I’ve got a cold and accidentally took Night Nurse instead of Day Nurse, so apart from the general blearghness of the cold, I’m a bit dopey. If I start rambling incoherently, you know why.
But that isn’t what I was going to say. The winners of the WordPress theme competition I entered have been announced. No prize for me. No surprise there; my theme was probably rather too simple and rather too derivative of Kubrick, quite apart from the fact I only discovered too late that it didn’t display properly on some versions of IE/Windows.
Some comments about the themes that did win, which hopefully don’t come across as sour grapes:
The overall winner was Durable. I’ve mentioned this before when I was talking about Ajax. I think the use of Ajax is indeed very impressive, although the most striking thing – allowing users to change every detail of the colouring – seems like a bit of a gimmick. Aesthetically I think it’s fine but not exceptional. Overall, though, a fair winner.
Runner up was Kurtina. Personally I think this is a near-miss. The visual focus seems wrong to me; the strong blue-green draws the eye to the top of the sidebar and the line under the header, rather than either the title of the blog or the content. Just tweaking the colours would help a lot. I do think the trend to have the first entry in full and the following ones as exceprts is quite a good one though.
2nd runner up was Ambiru. This might be my favourite. Classy, stylish, attractive. Very nice.
Most Creative was Foliage. I thought this could have scored higher as well. It doesn’t seem to work very consistently in the theme browser, but assuming that’s just a problem with the browser, I like this a lot. It looks cool, the way all the sidebar stuff is hidden in a drop-down box at the top of the screen makes a lot of sense, and the focus is firmly on the content. Nice.
Best three-column design went to Tiga which, frankly, is a complete mess. It seems to be heavily customisable (colours, fonts, header size) through the Admin panel, which is nice for users who don’t like mucking around with their CSS, but it shows no sign of actual design at all.
Best two-column design went to Disconnected. I don’t get it. I mean, I don’t see what the theme is trying to do. It has lots of styling but no coherent look, for me. The diagonal stripey bits at the bottom of the sidebar boxes seem particularly pointless.
Best see of colours – Dapit Hapon. Here, I have to strongly disagree with the judges. I think this is an example of very bad use of colour. The colours chosen don’t particularly complement each other – although they’re all browns, they’re rather different browns and they don’t work well together. But nor do they provide strong effective contrasts. A very odd choice.
Best Liquid Design – DarkPad. Well, it’s a liquid design. I don’t think it has much else going for it.
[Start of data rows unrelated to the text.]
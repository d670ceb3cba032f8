//! Verifies the timing histograms the engine emits through the `metrics`
//! facade, using a thread-local capturing recorder.

use std::sync::{Arc, Mutex};

use futures::FutureExt;
use metrics::{Counter, Gauge, Histogram, Key, KeyName, Metadata, Recorder, SharedString, Unit};
use tokio_util::sync::CancellationToken;
use uuid::Uuid;

use rulegate_engine::{DefaultResultsRepository, Policy, PolicyManager, Rule};
use rulegate_types::ids::{METRIC_POLICY_DURATION_MS, METRIC_RULE_DURATION_MS};

#[derive(Clone, Default)]
struct CapturingRecorder {
    histograms: Arc<Mutex<Vec<Key>>>,
}

impl Recorder for CapturingRecorder {
    fn describe_counter(&self, _: KeyName, _: Option<Unit>, _: SharedString) {}
    fn describe_gauge(&self, _: KeyName, _: Option<Unit>, _: SharedString) {}
    fn describe_histogram(&self, _: KeyName, _: Option<Unit>, _: SharedString) {}

    fn register_counter(&self, _: &Key, _: &Metadata<'_>) -> Counter {
        Counter::noop()
    }

    fn register_gauge(&self, _: &Key, _: &Metadata<'_>) -> Gauge {
        Gauge::noop()
    }

    fn register_histogram(&self, key: &Key, _: &Metadata<'_>) -> Histogram {
        self.histograms.lock().unwrap().push(key.clone());
        Histogram::noop()
    }
}

impl CapturingRecorder {
    fn keys(&self) -> Vec<Key> {
        self.histograms.lock().unwrap().clone()
    }
}

fn test_policy() -> Policy<String> {
    Policy::builder("P001", "test policy")
        .rule(Rule::new("R001", "rule1", |_: &String, _| {
            async { Ok(true) }.boxed()
        }))
        .rule(Rule::new("R002", "rule2", |_: &String, _| {
            async { Ok(false) }.boxed()
        }))
        .build()
}

fn label_value<'a>(key: &'a Key, label: &str) -> Option<&'a str> {
    key.labels()
        .find(|l| l.key() == label)
        .map(|l| l.value())
}

fn run_with_recorder<F: FnOnce()>(recorder: &CapturingRecorder, f: F) {
    metrics::with_local_recorder(recorder, f);
}

fn block_on<F: std::future::Future>(future: F) -> F::Output {
    tokio::runtime::Builder::new_current_thread()
        .enable_time()
        .build()
        .unwrap()
        .block_on(future)
}

#[test]
fn policy_execution_records_policy_and_rule_histograms() {
    let recorder = CapturingRecorder::default();

    run_with_recorder(&recorder, || {
        block_on(async {
            let manager = PolicyManager::new(test_policy(), Arc::new(DefaultResultsRepository));
            manager
                .execute_policy(
                    "corr-1",
                    Uuid::new_v4(),
                    &"input".to_string(),
                    CancellationToken::new(),
                )
                .await;
        });
    });

    let keys = recorder.keys();

    let policy_keys: Vec<_> = keys
        .iter()
        .filter(|k| k.name() == METRIC_POLICY_DURATION_MS)
        .collect();
    assert_eq!(policy_keys.len(), 1);
    assert_eq!(label_value(policy_keys[0], "policy_id"), Some("P001"));

    let rule_ids: Vec<_> = keys
        .iter()
        .filter(|k| k.name() == METRIC_RULE_DURATION_MS)
        .map(|k| label_value(k, "rule_id").unwrap().to_string())
        .collect();
    assert_eq!(rule_ids, ["R001", "R002"]);
}

#[test]
fn single_rule_execution_records_no_policy_histogram() {
    let recorder = CapturingRecorder::default();

    run_with_recorder(&recorder, || {
        block_on(async {
            let manager = PolicyManager::new(test_policy(), Arc::new(DefaultResultsRepository));
            manager
                .execute_rule(
                    "R001",
                    "corr-1",
                    Uuid::new_v4(),
                    &"input".to_string(),
                    CancellationToken::new(),
                )
                .await
                .unwrap();
        });
    });

    let keys = recorder.keys();
    assert!(keys.iter().all(|k| k.name() != METRIC_POLICY_DURATION_MS));

    let rule_keys: Vec<_> = keys
        .iter()
        .filter(|k| k.name() == METRIC_RULE_DURATION_MS)
        .collect();
    assert_eq!(rule_keys.len(), 1);
    assert_eq!(label_value(rule_keys[0], "policy_id"), Some("P001"));
    assert_eq!(label_value(rule_keys[0], "rule_id"), Some("R001"));
}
With CSS, it makes it very easy to style every element of your design separately – lists, links, columns, posts, comments, etc etc. I think the most common failing of people’s themes is that they actually do that; everything is styled in some way; a little border, a background colour, a graphic. And even if each detail is very subtle and tasteful, the combined effect of every part of the design being styled is usually that it’s a mess.